> Available data
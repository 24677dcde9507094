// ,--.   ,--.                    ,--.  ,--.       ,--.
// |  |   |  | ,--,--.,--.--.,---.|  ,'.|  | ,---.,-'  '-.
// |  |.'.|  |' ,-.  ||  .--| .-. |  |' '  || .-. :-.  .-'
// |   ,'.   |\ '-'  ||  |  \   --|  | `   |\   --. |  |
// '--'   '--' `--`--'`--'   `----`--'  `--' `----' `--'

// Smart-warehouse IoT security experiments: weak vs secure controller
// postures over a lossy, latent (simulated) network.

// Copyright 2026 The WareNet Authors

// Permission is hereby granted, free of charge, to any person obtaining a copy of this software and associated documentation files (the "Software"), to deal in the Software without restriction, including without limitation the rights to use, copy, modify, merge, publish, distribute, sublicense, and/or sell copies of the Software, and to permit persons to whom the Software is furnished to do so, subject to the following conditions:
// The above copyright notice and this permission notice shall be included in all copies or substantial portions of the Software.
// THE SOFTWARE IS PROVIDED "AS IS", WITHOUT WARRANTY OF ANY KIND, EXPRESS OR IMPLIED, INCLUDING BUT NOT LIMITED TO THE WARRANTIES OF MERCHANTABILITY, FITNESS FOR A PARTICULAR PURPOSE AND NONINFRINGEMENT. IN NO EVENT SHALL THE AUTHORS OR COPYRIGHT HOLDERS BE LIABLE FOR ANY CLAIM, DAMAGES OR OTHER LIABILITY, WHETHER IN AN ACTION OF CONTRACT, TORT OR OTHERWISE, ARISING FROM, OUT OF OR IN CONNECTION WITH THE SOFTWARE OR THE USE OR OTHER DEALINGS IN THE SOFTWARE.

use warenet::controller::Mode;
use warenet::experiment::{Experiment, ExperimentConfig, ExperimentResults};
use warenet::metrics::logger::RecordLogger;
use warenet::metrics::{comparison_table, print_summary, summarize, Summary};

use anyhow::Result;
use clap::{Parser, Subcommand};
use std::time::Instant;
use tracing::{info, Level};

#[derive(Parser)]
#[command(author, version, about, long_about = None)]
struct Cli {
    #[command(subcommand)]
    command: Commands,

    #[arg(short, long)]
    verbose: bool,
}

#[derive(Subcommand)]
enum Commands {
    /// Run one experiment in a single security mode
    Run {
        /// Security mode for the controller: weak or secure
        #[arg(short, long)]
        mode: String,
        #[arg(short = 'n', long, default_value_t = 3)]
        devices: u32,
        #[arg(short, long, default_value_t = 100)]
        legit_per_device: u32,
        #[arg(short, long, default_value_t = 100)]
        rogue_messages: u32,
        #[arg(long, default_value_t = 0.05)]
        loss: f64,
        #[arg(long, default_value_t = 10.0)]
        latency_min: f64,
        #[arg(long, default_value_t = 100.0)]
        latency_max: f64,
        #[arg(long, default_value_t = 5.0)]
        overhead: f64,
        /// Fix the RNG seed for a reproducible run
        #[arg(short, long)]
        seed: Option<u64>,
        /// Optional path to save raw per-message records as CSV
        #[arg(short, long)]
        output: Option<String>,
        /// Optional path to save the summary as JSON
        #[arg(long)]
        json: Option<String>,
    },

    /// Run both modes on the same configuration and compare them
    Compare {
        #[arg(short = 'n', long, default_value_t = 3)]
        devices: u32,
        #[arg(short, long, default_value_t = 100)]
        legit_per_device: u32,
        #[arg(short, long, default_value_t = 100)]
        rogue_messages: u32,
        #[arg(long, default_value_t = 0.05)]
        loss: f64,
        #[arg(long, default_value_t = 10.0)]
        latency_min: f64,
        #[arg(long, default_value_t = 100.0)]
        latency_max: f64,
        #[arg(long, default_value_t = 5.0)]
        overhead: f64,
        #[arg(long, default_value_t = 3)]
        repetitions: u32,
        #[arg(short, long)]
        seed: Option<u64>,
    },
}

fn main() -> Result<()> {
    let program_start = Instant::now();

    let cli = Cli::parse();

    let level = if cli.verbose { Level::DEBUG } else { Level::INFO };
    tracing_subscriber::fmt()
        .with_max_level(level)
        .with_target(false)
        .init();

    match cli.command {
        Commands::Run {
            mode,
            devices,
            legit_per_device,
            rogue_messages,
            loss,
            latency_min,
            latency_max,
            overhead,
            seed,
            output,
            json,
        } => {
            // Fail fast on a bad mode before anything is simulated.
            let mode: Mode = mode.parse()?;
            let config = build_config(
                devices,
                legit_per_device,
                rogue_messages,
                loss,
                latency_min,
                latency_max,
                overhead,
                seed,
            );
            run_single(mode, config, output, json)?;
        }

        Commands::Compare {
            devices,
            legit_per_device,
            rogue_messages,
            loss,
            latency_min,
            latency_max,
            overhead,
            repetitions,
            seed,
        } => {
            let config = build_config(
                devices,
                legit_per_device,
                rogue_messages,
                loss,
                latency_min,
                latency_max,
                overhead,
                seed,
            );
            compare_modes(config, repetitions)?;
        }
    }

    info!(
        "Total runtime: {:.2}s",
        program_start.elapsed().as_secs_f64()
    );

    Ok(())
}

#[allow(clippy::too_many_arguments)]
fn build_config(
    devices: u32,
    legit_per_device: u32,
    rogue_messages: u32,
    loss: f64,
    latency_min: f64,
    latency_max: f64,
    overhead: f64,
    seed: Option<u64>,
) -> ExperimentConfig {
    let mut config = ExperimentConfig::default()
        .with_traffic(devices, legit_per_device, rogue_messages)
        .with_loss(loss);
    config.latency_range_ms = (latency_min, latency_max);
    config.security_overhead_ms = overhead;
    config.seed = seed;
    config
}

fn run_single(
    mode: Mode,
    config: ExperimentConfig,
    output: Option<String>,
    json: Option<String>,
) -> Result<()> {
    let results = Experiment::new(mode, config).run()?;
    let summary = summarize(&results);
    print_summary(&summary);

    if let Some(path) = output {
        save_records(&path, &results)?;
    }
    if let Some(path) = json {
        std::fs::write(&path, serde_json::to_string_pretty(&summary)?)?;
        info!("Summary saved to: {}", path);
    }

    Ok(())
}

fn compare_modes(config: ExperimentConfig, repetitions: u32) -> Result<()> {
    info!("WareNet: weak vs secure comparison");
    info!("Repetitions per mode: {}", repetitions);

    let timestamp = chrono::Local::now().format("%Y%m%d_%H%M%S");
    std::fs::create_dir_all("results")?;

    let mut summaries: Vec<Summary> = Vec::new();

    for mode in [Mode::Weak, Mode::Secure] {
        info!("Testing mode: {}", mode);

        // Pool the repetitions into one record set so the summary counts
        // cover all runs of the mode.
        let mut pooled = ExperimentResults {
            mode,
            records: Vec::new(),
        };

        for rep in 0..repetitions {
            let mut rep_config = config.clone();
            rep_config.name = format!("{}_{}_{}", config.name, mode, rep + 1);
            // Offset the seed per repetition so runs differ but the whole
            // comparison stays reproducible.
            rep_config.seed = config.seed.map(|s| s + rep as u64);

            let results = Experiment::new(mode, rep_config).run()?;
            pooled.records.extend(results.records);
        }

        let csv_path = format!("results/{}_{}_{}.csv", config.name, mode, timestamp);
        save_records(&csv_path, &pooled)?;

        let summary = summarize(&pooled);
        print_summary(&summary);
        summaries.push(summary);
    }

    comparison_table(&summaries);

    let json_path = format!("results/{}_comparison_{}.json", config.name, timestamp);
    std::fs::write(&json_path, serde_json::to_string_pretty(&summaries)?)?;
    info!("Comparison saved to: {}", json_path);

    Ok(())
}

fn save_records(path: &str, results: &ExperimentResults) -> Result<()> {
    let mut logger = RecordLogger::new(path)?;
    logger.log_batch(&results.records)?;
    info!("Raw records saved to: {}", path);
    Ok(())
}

> What the exercise asks
From the entries, report every line in which the string "verbose" occurs.

> Result of the task
    verbose: bool,
    let level = if cli.verbose { Level::DEBUG } else { Level::INFO };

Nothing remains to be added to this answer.